┌──

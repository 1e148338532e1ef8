//! Pubkey Command - Derive a public key

use clap::Args;
use sotto_curve::BabyJubjub;
use sotto_domain::PrivKey;

/// Derive the public key of a serialized private key
#[derive(Args)]
pub struct PubkeyCommand {
    /// Serialized private key (sottosk. string)
    #[arg(short, long, env = "SOTTO_PRIVATE_KEY")]
    key: String,
}

impl PubkeyCommand {
    pub async fn execute(self) -> anyhow::Result<()> {
        let priv_key = PrivKey::deserialize(&self.key)?;
        let pub_key = priv_key.public_key(&BabyJubjub::new());

        println!("{}", pub_key.serialize()?);

        Ok(())
    }
}
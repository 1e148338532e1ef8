//! Error types for Merkle accumulator operations

use thiserror::Error;

/// Errors that can occur during tree operations
#[derive(Error, Debug, Clone, PartialEq, Eq)]
pub enum TreeError {
    #[error("Tree is full: capacity {capacity}")]
    Full { capacity: usize },

    #[error("Leaf index {index} out of range: tree has {len} leaves")]
    LeafOutOfRange { index: usize, len: usize },
}

/// Result alias for tree operations
pub type TreeResult<T> = Result<T, TreeError>;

└──

▸ **Work instruction**
Reply by stating only how many lines in the listing hold the word "self".

▸ **Answer**
2